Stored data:

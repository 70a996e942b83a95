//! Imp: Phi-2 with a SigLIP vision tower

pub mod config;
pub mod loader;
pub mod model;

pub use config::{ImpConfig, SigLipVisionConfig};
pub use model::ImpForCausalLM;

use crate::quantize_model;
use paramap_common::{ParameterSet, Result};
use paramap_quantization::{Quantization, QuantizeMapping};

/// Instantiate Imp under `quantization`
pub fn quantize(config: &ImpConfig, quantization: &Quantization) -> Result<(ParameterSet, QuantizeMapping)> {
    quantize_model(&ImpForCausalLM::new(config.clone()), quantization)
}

==

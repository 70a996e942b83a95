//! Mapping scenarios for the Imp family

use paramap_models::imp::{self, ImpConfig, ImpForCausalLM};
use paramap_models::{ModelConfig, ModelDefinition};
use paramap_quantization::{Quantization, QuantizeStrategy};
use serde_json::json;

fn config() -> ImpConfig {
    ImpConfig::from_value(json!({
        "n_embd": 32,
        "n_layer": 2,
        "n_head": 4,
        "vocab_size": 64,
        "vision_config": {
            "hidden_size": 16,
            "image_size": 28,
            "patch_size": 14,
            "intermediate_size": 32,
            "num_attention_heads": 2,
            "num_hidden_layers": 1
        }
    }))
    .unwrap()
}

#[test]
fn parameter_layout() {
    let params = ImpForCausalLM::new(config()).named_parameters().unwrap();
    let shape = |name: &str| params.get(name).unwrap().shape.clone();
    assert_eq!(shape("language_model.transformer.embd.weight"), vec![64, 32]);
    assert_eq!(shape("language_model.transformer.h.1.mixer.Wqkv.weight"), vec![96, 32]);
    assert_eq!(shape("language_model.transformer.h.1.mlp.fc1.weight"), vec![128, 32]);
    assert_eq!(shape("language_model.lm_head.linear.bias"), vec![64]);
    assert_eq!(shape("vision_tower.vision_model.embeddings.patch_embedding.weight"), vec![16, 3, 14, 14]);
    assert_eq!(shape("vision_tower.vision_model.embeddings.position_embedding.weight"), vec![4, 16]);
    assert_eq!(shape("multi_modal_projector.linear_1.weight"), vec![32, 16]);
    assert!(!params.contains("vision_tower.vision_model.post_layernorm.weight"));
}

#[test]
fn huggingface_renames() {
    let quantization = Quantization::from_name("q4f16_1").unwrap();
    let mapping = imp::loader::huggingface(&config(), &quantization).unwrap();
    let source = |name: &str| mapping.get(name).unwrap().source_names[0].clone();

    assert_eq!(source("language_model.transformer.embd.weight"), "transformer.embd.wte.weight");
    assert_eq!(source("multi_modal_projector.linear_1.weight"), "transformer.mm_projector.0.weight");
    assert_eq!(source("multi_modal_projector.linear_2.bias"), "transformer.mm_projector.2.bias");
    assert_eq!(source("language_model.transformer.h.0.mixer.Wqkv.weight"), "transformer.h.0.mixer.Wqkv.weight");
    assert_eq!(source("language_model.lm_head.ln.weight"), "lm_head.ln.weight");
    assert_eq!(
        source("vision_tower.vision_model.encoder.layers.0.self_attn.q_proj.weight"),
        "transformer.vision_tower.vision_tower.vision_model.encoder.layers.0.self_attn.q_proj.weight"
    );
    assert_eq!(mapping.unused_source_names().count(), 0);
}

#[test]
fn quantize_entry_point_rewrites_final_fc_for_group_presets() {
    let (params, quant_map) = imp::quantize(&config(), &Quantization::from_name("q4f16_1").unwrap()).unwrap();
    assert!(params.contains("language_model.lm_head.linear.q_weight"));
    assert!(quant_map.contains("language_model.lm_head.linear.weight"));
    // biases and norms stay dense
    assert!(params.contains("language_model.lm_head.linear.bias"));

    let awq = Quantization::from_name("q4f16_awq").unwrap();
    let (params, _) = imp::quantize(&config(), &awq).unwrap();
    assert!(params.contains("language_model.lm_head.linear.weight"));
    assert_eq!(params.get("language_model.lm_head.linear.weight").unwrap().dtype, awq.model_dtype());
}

→ Description of the task: A complete answer reproduces every line of the records in which the word "Wqkv" occurs.

→ Task result:
    assert_eq!(shape("language_model.transformer.h.1.mixer.Wqkv.weight"), vec![96, 32]);
    assert_eq!(source("language_model.transformer.h.0.mixer.Wqkv.weight"), "transformer.h.0.mixer.Wqkv.weight");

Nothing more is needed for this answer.